“Petal?” Jerry prompted.
Petal jumped at the sound of her name. She released her tight hold on Aidan enough to be able to look at him. It was then that she remembered the dowager seated quietly beside him.
“I am sorry. I didn’t realise,” Petal said swiftly. She tried to sit upright but her aches and pains protested, and she ended up flopping uselessly back down onto the bed.
“Now, you stay here,” Aidan warned.
He pressed another kiss to her temple and settled her against him again.
Her cheeks flooded with heat. It felt wrong to lie in such an intimate embrace while the dowager looked on. A wave of helplessness swept over her at her inability to correct the damage she had just done to, well, what was left of her reputation in the eyes of Aidan’s mother.
Heaven only knows what she must think of me now, Petal thought morosely.
It was then that the awful memory of those fateful moments at the top of the stairs began to return in vivid detail.
“What is it?” He was so in tune with her that he could almost hear what she was thinking. “You remember something.”
She stared blankly at the fine material of his shirt while she fought to open up the memories hidden in her subconscious.
“There was a pair of hands. I can remember them coming at me. As I fell, I looked up.”
“Did you see who it was?” Aidan asked.
He tried to keep his voice calm for fear of frightening her and losing the precious memory. However, he was just as tense as the dowager and Jerry, who both sat forward in their seats to listen.
“Petal?” Jerry prompted when at first she didn’t seem to have heard them. “Can you remember?”
“I glanced up as I fell. I didn’t see his face, but it was definitely Rollo.”
Aidan’s jaw dropped. He stared at Jerry. His first instinct was to deny it. To assure her that it couldn’t possibly be the erstwhile butler who had been through everything with both him and Jerry for many a good, and bad, year.
“Are you sure?” his voice sounded practically dull even to his own ears.
Aidan looked deeply into his wife’s eyes but saw clarity there; a calm certainty that allayed any doubts he might have had that the knock to the head had confused her.
To his disbelief, the dowager nodded slowly.
“You knew?” Aidan gasped in outrage.
If she suspected the butler might not be as trustworthy as he appeared to be why on earth had she allowed him to continue working with the family? Questions pummelled him, and he levelled a stare on the dowager that could have melted glass while he waited for her to answer.

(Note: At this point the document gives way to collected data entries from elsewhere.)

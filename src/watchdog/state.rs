//! Loop state carried between iterations.

use crate::remote::{DeviceConfig, INITIAL_VERSION};
use std::time::Instant;

/// Configuration state of the polling loop.
#[derive(Debug, Clone)]
pub struct PollState {
    /// Last version seen from the registry.
    version: String,
    /// Config currently in force.
    config: DeviceConfig,
    /// When the last capture was attempted.
    last_captured_at: Instant,
}

impl PollState {
    /// Fresh state: initial version, default config, capture clock
    /// starting at `started_at`.
    pub fn new(started_at: Instant) -> Self {
        Self {
            version: INITIAL_VERSION.to_string(),
            config: DeviceConfig::default(),
            last_captured_at: started_at,
        }
    }

    /// Last version seen.
    pub fn version(&self) -> &str {
        &self.version
    }

    /// Config in force.
    pub fn config(&self) -> &DeviceConfig {
        &self.config
    }

    /// When the capture clock was last restarted.
    pub fn last_captured_at(&self) -> Instant {
        self.last_captured_at
    }

    /// True if `version` differs from the one held.
    pub fn is_new_version(&self, version: &str) -> bool {
        self.version != version
    }

    /// Replaces the config wholesale and records its version.
    pub fn apply(&mut self, version: String, config: DeviceConfig) {
        self.version = version;
        self.config = config;
    }

    /// Records a version whose payload was rejected; the config in force
    /// is kept.
    pub fn skip_version(&mut self, version: String) {
        self.version = version;
    }

    /// Capture fires strictly after `capture_interval` has elapsed.
    pub fn capture_due(&self, now: Instant) -> bool {
        now.saturating_duration_since(self.last_captured_at) > self.config.capture_interval()
    }

    /// Restarts the capture clock at `now`.
    pub fn mark_captured(&mut self, now: Instant) {
        self.last_captured_at = now;
    }
}

/// Running totals kept by the loop.
#[derive(Debug, Clone, Default, PartialEq, Eq)]
pub struct WatchdogStats {
    /// Successful config fetches.
    pub config_fetches: u64,
    /// New versions applied.
    pub config_updates: u64,
    /// New versions whose payload was rejected.
    pub config_rejections: u64,
    /// Stills taken.
    pub captures: u64,
    /// Failed capture attempts.
    pub capture_failures: u64,
    /// Uploads acknowledged with HTTP 200.
    pub uploads: u64,
    /// Uploads rejected or not delivered.
    pub upload_failures: u64,
    /// Size of the most recent still.
    pub last_capture_bytes: usize,
}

“I suspected, but as I have said to you before, I have no proof. While you and Jerry were single, there was nothing to worry about. It is your wi
ves who pose a problem. Alice was always concerned about things going wrong in the house, and that her orders were not carried out as she wanted. Then she started to take ill, and it was clear the marriage was failing fast. But, as soon as she had died, everything settled down again. I have been keeping a very close eye on both of you ever since. If there were even the slightest question that anything untoward was happening, I would have summoned the magistrate, sacked all the staff, and started all over again. However, as soon as Alice passed away everything went quiet. All has been alright since. Well, until you had that carriage accident, Aidan.”
Jerry shook his head. “Now he couldn’t have had anything to do with that because he was here. He was in my house working with me right until the moment when I received the note informing me what had happened. He couldn’t possibly have been involved in that.”
“No, I am not suggesting he was,” the dowager countered. “He doesn’t pose a threat to you, Aidan. He just doesn’t seem to like women in the house.”
“Are you sure it was Rollo?” Aidan asked with a frown as he turned his attention back to his wife. “What did you see?”
“I saw white hands. They were wearing a dark jacket and disappeared around the corner out of sight. But it was definitely the same black jacket that Rollo usually wears,” Petal replied. “Why, Aidan? Why would he want me dead? He seemed to be one of the people who accepted me. I have never had any reason to doubt that he might be able to do something like this. Why?”
“I don’t know,” Aidan sighed.
“Rollo has been with this family since he was a young boy,” the dowager replied. “Whether his life of service has made him bitter, or whether he feels proprietary towards my sons, I think only Rollo can tell.”
“Maybe he doesn’t like you being married to a servant,” she whispered, saying what she suspected everyone else was thinking.